Retype each line exactly as it stands, beginning at the first line of the material and finishing with the line that contains "blocked by policy.".

------------

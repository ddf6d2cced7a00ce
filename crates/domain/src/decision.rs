use serde::Serialize;

use crate::Permission;

/// Detail attached to a denial so callers and operators can see what was
/// missing.
///
/// Exposing the caller's roles and the required permission is a deliberate
/// transparency trade-off: it aids legitimate users at the cost of richer
/// probing responses.
#[derive(Debug, Clone, PartialEq, Eq, Serialize)]
pub struct DecisionDenial {
    /// Human-readable denial reason.
    pub reason: String,
    /// Active roles held by the caller.
    pub user_roles: Vec<String>,
    /// Permission the request required.
    pub required_permission: Permission,
}

/// Verdict produced by the access decision engine.
#[derive(Debug, Clone, PartialEq, Eq, Serialize)]
#[serde(rename_all = "snake_case", tag = "decision")]
pub enum AccessDecision {
    /// Caller may perform the action.
    Allow,
    /// Caller is blocked by policy.
    Deny(DecisionDenial),
    /// Targeted resource does not exist.
    ///
    /// Kept distinct from [`AccessDecision::Deny`] so a missing resource
    /// answers 404 instead of leaking existence through a uniform 403.
    NotFound,
}

impl AccessDecision {
    /// Returns whether the decision permits the action.
    #[must_use]
    pub fn is_allowed(&self) -> bool {
        matches!(self, Self::Allow)
    }

    /// Creates a denial verdict.
    #[must_use]
    pub fn deny(
        reason: impl Into<String>,
        user_roles: Vec<String>,
        required_permission: Permission,
    ) -> Self {
        Self::Deny(DecisionDenial {
            reason: reason.into(),
            user_roles,
            required_permission,
        })
    }
}
//! Shared vocabulary for the dfatrie crates.
//!
//! Register naming follows AT&T syntax (`%rax`), which is also how the validator library and the
//! disassembler spell registers, so trie files and proof output can be compared textually.

use core::fmt;
use core::str::FromStr;

use serde::{Deserialize, Serialize};
use thiserror::Error;

/// Fixed alignment unit the validator enforces instruction boundaries against.
pub const BUNDLE_SIZE: usize = 32;

/// Single-byte NOP used to pad candidate instructions up to [`BUNDLE_SIZE`].
pub const NOP: u8 = 0x90;

#[derive(Debug, Clone, PartialEq, Eq, Error)]
pub enum TypeError {
    #[error("unsupported bitness {0} (expected 32 or 64)")]
    UnsupportedBitness(u32),

    #[error("unknown general purpose register {0:?}")]
    UnknownRegister(String),

    #[error("invalid input restricted register {0:?}")]
    InvalidInputRr(String),

    #[error("x86-32 accept info must be empty, found {0}")]
    NonEmptyAcceptInfo32(AcceptInfo),
}

#[derive(Debug, Clone, Copy, PartialEq, Eq, Hash, PartialOrd, Ord)]
pub enum Bitness {
    X86_32,
    X86_64,
}

impl Bitness {
    pub const fn bits(self) -> u32 {
        match self {
            Bitness::X86_32 => 32,
            Bitness::X86_64 => 64,
        }
    }

    /// Number of XMM/YMM registers addressable in this mode.
    pub const fn vector_registers(self) -> u8 {
        match self {
            Bitness::X86_32 => 8,
            Bitness::X86_64 => 16,
        }
    }
}

impl TryFrom<u32> for Bitness {
    type Error = TypeError;

    fn try_from(bits: u32) -> Result<Self, Self::Error> {
        match bits {
            32 => Ok(Bitness::X86_32),
            64 => Ok(Bitness::X86_64),
            other => Err(TypeError::UnsupportedBitness(other)),
        }
    }
}

impl FromStr for Bitness {
    type Err = TypeError;

    fn from_str(s: &str) -> Result<Self, Self::Err> {
        let bits = s
            .trim()
            .parse::<u32>()
            .map_err(|_| TypeError::UnsupportedBitness(0))?;
        Bitness::try_from(bits)
    }
}

impl fmt::Display for Bitness {
    fn fmt(&self, f: &mut fmt::Formatter<'_>) -> fmt::Result {
        write!(f, "x86-{}", self.bits())
    }
}

/// 64-bit general purpose registers in hardware encoding order.
#[derive(Debug, Clone, Copy, PartialEq, Eq, Hash, PartialOrd, Ord, Serialize, Deserialize)]
pub enum Gpr {
    #[serde(rename = "%rax")]
    Rax = 0,
    #[serde(rename = "%rcx")]
    Rcx = 1,
    #[serde(rename = "%rdx")]
    Rdx = 2,
    #[serde(rename = "%rbx")]
    Rbx = 3,
    #[serde(rename = "%rsp")]
    Rsp = 4,
    #[serde(rename = "%rbp")]
    Rbp = 5,
    #[serde(rename = "%rsi")]
    Rsi = 6,
    #[serde(rename = "%rdi")]
    Rdi = 7,
    #[serde(rename = "%r8")]
    R8 = 8,
    #[serde(rename = "%r9")]
    R9 = 9,
    #[serde(rename = "%r10")]
    R10 = 10,
    #[serde(rename = "%r11")]
    R11 = 11,
    #[serde(rename = "%r12")]
    R12 = 12,
    #[serde(rename = "%r13")]
    R13 = 13,
    #[serde(rename = "%r14")]
    R14 = 14,
    #[serde(rename = "%r15")]
    R15 = 15,
}

impl Gpr {
    pub const ALL: [Gpr; 16] = [
        Gpr::Rax,
        Gpr::Rcx,
        Gpr::Rdx,
        Gpr::Rbx,
        Gpr::Rsp,
        Gpr::Rbp,
        Gpr::Rsi,
        Gpr::Rdi,
        Gpr::R8,
        Gpr::R9,
        Gpr::R10,
        Gpr::R11,
        Gpr::R12,
        Gpr::R13,
        Gpr::R14,
        Gpr::R15,
    ];

    pub const fn index(self) -> u8 {
        self as u8
    }

    pub fn from_index(index: u8) -> Option<Gpr> {
        Gpr::ALL.get(usize::from(index)).copied()
    }

    /// Stack and frame pointers. The sandbox never lets either be restricted.
    pub const fn is_special(self) -> bool {
        matches!(self, Gpr::Rsp | Gpr::Rbp)
    }

    pub const fn name(self) -> &'static str {
        match self {
            Gpr::Rax => "%rax",
            Gpr::Rcx => "%rcx",
            Gpr::Rdx => "%rdx",
            Gpr::Rbx => "%rbx",
            Gpr::Rsp => "%rsp",
            Gpr::Rbp => "%rbp",
            Gpr::Rsi => "%rsi",
            Gpr::Rdi => "%rdi",
            Gpr::R8 => "%r8",
            Gpr::R9 => "%r9",
            Gpr::R10 => "%r10",
            Gpr::R11 => "%r11",
            Gpr::R12 => "%r12",
            Gpr::R13 => "%r13",
            Gpr::R14 => "%r14",
            Gpr::R15 => "%r15",
        }
    }
}

impl fmt::Display for Gpr {
    fn fmt(&self, f: &mut fmt::Formatter<'_>) -> fmt::Result {
        f.write_str(self.name())
    }
}

impl FromStr for Gpr {
    type Err = TypeError;

    /// Accepts both `%rax` and `rax`.
    fn from_str(s: &str) -> Result<Self, Self::Err> {
        let bare = s.strip_prefix('%').unwrap_or(s);
        Gpr::ALL
            .into_iter()
            .find(|reg| &reg.name()[1..] == bare)
            .ok_or_else(|| TypeError::UnknownRegister(s.to_string()))
    }
}

/// Restricted-register precondition an accepted instruction imposes on its input.
#[derive(Debug, Clone, Copy, PartialEq, Eq, Hash, PartialOrd, Ord, Default, Serialize, Deserialize)]
#[serde(try_from = "String", into = "String")]
pub enum InputRr {
    /// Valid only when nothing is restricted coming in (always the case on x86-32).
    #[default]
    Unrestricted,
    /// Valid whatever non-special register (or none) is restricted coming in.
    AnyNonSpecial,
    /// Valid only when this register is restricted coming in.
    Register(Gpr),
}

impl InputRr {
    const UNRESTRICTED: &'static str = "unrestricted";
    const ANY_NONSPECIAL: &'static str = "any_nonspecial";
}

impl fmt::Display for InputRr {
    fn fmt(&self, f: &mut fmt::Formatter<'_>) -> fmt::Result {
        match self {
            InputRr::Unrestricted => f.write_str(Self::UNRESTRICTED),
            InputRr::AnyNonSpecial => f.write_str(Self::ANY_NONSPECIAL),
            InputRr::Register(reg) => fmt::Display::fmt(reg, f),
        }
    }
}

impl From<InputRr> for String {
    fn from(value: InputRr) -> Self {
        value.to_string()
    }
}

impl TryFrom<String> for InputRr {
    type Error = TypeError;

    fn try_from(value: String) -> Result<Self, Self::Error> {
        match value.as_str() {
            InputRr::UNRESTRICTED => Ok(InputRr::Unrestricted),
            InputRr::ANY_NONSPECIAL => Ok(InputRr::AnyNonSpecial),
            other if other.starts_with('%') => other
                .parse::<Gpr>()
                .map(InputRr::Register)
                .map_err(|_| TypeError::InvalidInputRr(value.clone())),
            _ => Err(TypeError::InvalidInputRr(value)),
        }
    }
}

/// Annotation stored on trie nodes that terminate an accepted instruction.
#[derive(Debug, Clone, Copy, PartialEq, Eq, Hash, PartialOrd, Ord, Default, Serialize, Deserialize)]
pub struct AcceptInfo {
    pub input_rr: InputRr,
    pub output_rr: Option<Gpr>,
}

impl AcceptInfo {
    /// The only accept info an x86-32 instruction can carry.
    pub const EMPTY: AcceptInfo = AcceptInfo {
        input_rr: InputRr::Unrestricted,
        output_rr: None,
    };

    pub const fn new(input_rr: InputRr, output_rr: Option<Gpr>) -> Self {
        Self {
            input_rr,
            output_rr,
        }
    }

    pub fn is_empty(&self) -> bool {
        *self == AcceptInfo::EMPTY
    }

    pub fn check(&self, bitness: Bitness) -> Result<(), TypeError> {
        if bitness == Bitness::X86_32 && !self.is_empty() {
            return Err(TypeError::NonEmptyAcceptInfo32(*self));
        }
        Ok(())
    }
}

impl fmt::Display for AcceptInfo {
    fn fmt(&self, f: &mut fmt::Formatter<'_>) -> fmt::Result {
        write!(f, "input_rr={} output_rr=", self.input_rr)?;
        match self.output_rr {
            Some(reg) => write!(f, "{reg}"),
            None => f.write_str("none"),
        }
    }
}

/// Lowercase hex rendering used in diagnostics (`0f 1f 00`).
pub fn hex_bytes(bytes: &[u8]) -> String {
    let mut out = String::with_capacity(bytes.len() * 3);
    for (i, byte) in bytes.iter().enumerate() {
        if i != 0 {
            out.push(' ');
        }
        out.push_str(&format!("{byte:02x}"));
    }
    out
}

#[cfg(test)]
mod tests {
    use super::*;

    #[test]
    fn gpr_names_round_trip() {
        for reg in Gpr::ALL {
            assert_eq!(reg.name().parse::<Gpr>().unwrap(), reg);
            assert_eq!(reg.name()[1..].parse::<Gpr>().unwrap(), reg);
            assert_eq!(Gpr::from_index(reg.index()), Some(reg));
        }
        assert!("%riz".parse::<Gpr>().is_err());
        assert_eq!(Gpr::from_index(16), None);
    }

    #[test]
    fn bitness_parses_only_32_and_64() {
        assert_eq!("32".parse::<Bitness>().unwrap(), Bitness::X86_32);
        assert_eq!("64".parse::<Bitness>().unwrap(), Bitness::X86_64);
        assert!("16".parse::<Bitness>().is_err());
        assert!(Bitness::try_from(128).is_err());
    }

    #[test]
    fn accept_info_serializes_with_sentinels() {
        let info = AcceptInfo::new(InputRr::Register(Gpr::R11), None);
        let json = serde_json::to_string(&info).unwrap();
        assert_eq!(json, r#"{"input_rr":"%r11","output_rr":null}"#);
        let back: AcceptInfo = serde_json::from_str(&json).unwrap();
        assert_eq!(back, info);

        let any = AcceptInfo::new(InputRr::AnyNonSpecial, Some(Gpr::Rax));
        let json = serde_json::to_string(&any).unwrap();
        assert_eq!(json, r#"{"input_rr":"any_nonspecial","output_rr":"%rax"}"#);

        assert!(serde_json::from_str::<AcceptInfo>(r#"{"input_rr":"None","output_rr":null}"#).is_err());
    }

    #[test]
    fn x86_32_accept_info_must_be_empty() {
        assert!(AcceptInfo::EMPTY.check(Bitness::X86_32).is_ok());
        let restricted = AcceptInfo::new(InputRr::Register(Gpr::Rax), None);
        assert!(restricted.check(Bitness::X86_32).is_err());
        assert!(restricted.check(Bitness::X86_64).is_ok());
    }

    #[test]
    fn hex_bytes_is_space_separated() {
        assert_eq!(hex_bytes(&[0x0f, 0x1f, 0x00]), "0f 1f 00");
        assert_eq!(hex_bytes(&[]), "");
    }
}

------------

== EXERCISE RESPONSE ==
repository ddf6d2cced7a00ce
filename crates/domain/src/decision.rs
use serde::Serialize;

use crate::Permission;

/// Detail attached to a denial so callers and operators can see what was
/// missing.
///
/// Exposing the caller's roles and the required permission is a deliberate
/// transparency trade-off: it aids legitimate users at the cost of richer
/// probing responses.
#[derive(Debug, Clone, PartialEq, Eq, Serialize)]
pub struct DecisionDenial {
    /// Human-readable denial reason.
    pub reason: String,
    /// Active roles held by the caller.
    pub user_roles: Vec<String>,
    /// Permission the request required.
    pub required_permission: Permission,
}

/// Verdict produced by the access decision engine.
#[derive(Debug, Clone, PartialEq, Eq, Serialize)]
#[serde(rename_all = "snake_case", tag = "decision")]
pub enum AccessDecision {
    /// Caller may perform the action.
    Allow,
    /// Caller is blocked by policy.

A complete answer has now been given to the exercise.